You’ve said that you hope the book engenders curiosity in Americans about China. For me, a lot of that curiosity takes the form of “how can we copy the good outcomes – the ambition, physical process knowledge, and ability to build awesome shit – without adopting whole-cloth aspects of an authoritarian state?” Both because of your poignant warnings about the human consequences and because I don’t think Americans could pull it off. I worry that the majority don’t share that curiosity, regardless of political leaning: whether they believe “the way we do things in America doesn’t need to change; the Chinese system is unsustainable and will collapse the way the Soviets did,” “We need to start engineering industries the way the Chinese do,” or just “America is just doomed.”

Most of the time close language analysis gives authors far too much credit. But knowing the amount of intentionality you put into your writing and your stated experience analyzing Xi’s words, I believe that it is worthwhile to analyze the specific words you use in the following quote, which captures the thesis of the book:

“China is an engineering state, building big at breakneck speed, in contrast to the United States’ lawyerly society, blocking everything it can, good and bad.”

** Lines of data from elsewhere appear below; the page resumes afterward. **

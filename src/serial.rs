//! Single-threaded reference factorizations.
//!
//! [`eliminate`] is the baseline every parallel run is checked against. It
//! reduces a matrix in place into the combined L/U form:
//!
//! ```text
//!         u u u u u
//!         l u u u u
//!   mtx = l l u u u
//!         l l l u u
//!         l l l l u
//! ```
//!
//! The unit diagonal of L is implicit. No pivoting is performed, so a zero
//! pivot yields infinities or NaNs rather than an error.

use crate::{Error, Matrix};

/// Eliminates column `k` from `target` using `pivot` and stores the
/// multiplier in `target[k]`.
///
/// Only columns `k + 1..` are updated; column `k` is overwritten by the
/// multiplier. The parallel workers call this same function so both paths
/// perform identical floating-point operations.
pub fn eliminate_row(pivot: &[f64], target: &mut [f64], k: usize) {
    let l = target[k] / pivot[k];
    for (t, p) in target[k + 1..].iter_mut().zip(&pivot[k + 1..]) {
        *t -= l * p;
    }
    target[k] = l;
}

/// Reduces `matrix` in place into combined L/U form.
pub fn eliminate(matrix: &mut Matrix) -> Result<(), Error> {
    ensure_square(matrix)?;
    let n = matrix.rows();

    for k in 0..n.saturating_sub(1) {
        for i in k + 1..n {
            let (pivot, target) = matrix.pivot_and_target(k, i);
            eliminate_row(pivot, target, k);
        }
    }

    Ok(())
}

/// Splits a combined L/U matrix into a unit lower triangular L and an
/// upper triangular U.
pub fn split_lu(combined: &Matrix) -> Result<(Matrix, Matrix), Error> {
    ensure_square(combined)?;
    let n = combined.rows();
    let mut lower = Matrix::identity(n);
    let mut upper = Matrix::zeros(n, n);

    for i in 0..n {
        for j in 0..i {
            lower[(i, j)] = combined[(i, j)];
        }
        for j in i..n {
            upper[(i, j)] = combined[(i, j)];
        }
    }

    Ok((lower, upper))
}

/// Doolittle factorization into separate L and U matrices.
///
/// Computes the same factors as [`eliminate`] by inner products instead of
/// row updates, which makes it a useful independent cross-check. Results
/// agree with elimination up to rounding, not bit for bit.
pub fn doolittle(matrix: &Matrix) -> Result<(Matrix, Matrix), Error> {
    ensure_square(matrix)?;
    let n = matrix.rows();
    let mut lower = Matrix::identity(n);
    let mut upper = Matrix::zeros(n, n);

    for i in 0..n {
        for k in i..n {
            let sum: f64 = (0..i).map(|j| lower[(i, j)] * upper[(j, k)]).sum();
            upper[(i, k)] = matrix[(i, k)] - sum;
        }
        for k in i + 1..n {
            let sum: f64 = (0..i).map(|j| lower[(k, j)] * upper[(j, i)]).sum();
            lower[(k, i)] = (matrix[(k, i)] - sum) / upper[(i, i)];
        }
    }

    Ok((lower, upper))
}

pub(crate) fn ensure_square(matrix: &Matrix) -> Result<(), Error> {
    if !matrix.is_square() {
        return Err(Error::NotSquare {
            rows: matrix.rows(),
            cols: matrix.cols(),
        });
    }
    Ok(())
}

There is a sneaky asymmetry here that I haven’t seen anybody else flag: China is an engineering state while America is a lawyerly society. You’re highlighting what, despite other similarities, is a core difference between the two countries. What China does as a country is dominated by the state; what the United States does as a country is dominated by society.

This distinction highlights why, despite how tempting it is for technocrats and politicians, it is foolish for the United States to try to achieve China’s building outcomes by directly copying many pages out of their playbook.

The United States has (almost) always been a Lawyerly state. The majority of the founding fathers were lawyers. None were engineers. However, the US was once an engineering society. In the 1970s, however, society turned lawyerly — in no small part as a reaction to the state’s dalliance with engineering during the 40 year period from the 1930s through the 1970s. People used the lawyerly foundations of the state to shut down not just the engineering parts of the state, but the engineering parts of the society as well. This is the situation we find ourselves in today.

Throughout the book you maintain impressive discipline to be incisively descriptive instead of annoyingly prescriptive. So the following conclusion is my biased gloss, not an attempt to put words in your mouth.

At its core, the American state is set up to stop people and entities from doing things. Originally, the nature of our lawyerly state was primarily directed at the state itself: using the power of lawyers to prevent the state from abusing power in the way that Britain had. A lawyerly state can be an excellent complement to an engineering society — setting ground rules that let the population’s natural inclinations towards ambition, agency, and mutually beneficial trade to unlock flourishing in ways that technocrats cannot even imagine. “I told you so!” De Tocqueville cries from his grave. But throughout the 20th century, the state’s scope expanded — often for at-the-time-good-reasons from world war to crippling depression to new technologies both mechanical and social. Arguably, classical liberalism arose in an environment that no longer exists. This shift was masked by the state trying its hand at engineering but once it reverted to its lawyerly nature, it now had vastly expanded scope to stop people from doing far more things than the founding fathers could ever have imagined. The expanded power creates a feedback loop with the lawyerly tendencies of society, allowing those who would rather nothing happen to impose their will on the rest of us.

Reading between the lines, Breakneck hints that the way that the United States will flourish is not by copying China and attempting to become an engineering state (as is so tempting for many people across the political map). Instead, building with American characteristics is going to look like embracing the nature of our lawyerly state and figuring out how to adjust its rules and rethink its role so that we can be an engineering society once again. The way to start building in America is for the state to get out of the way. Let them cook, as the kids say.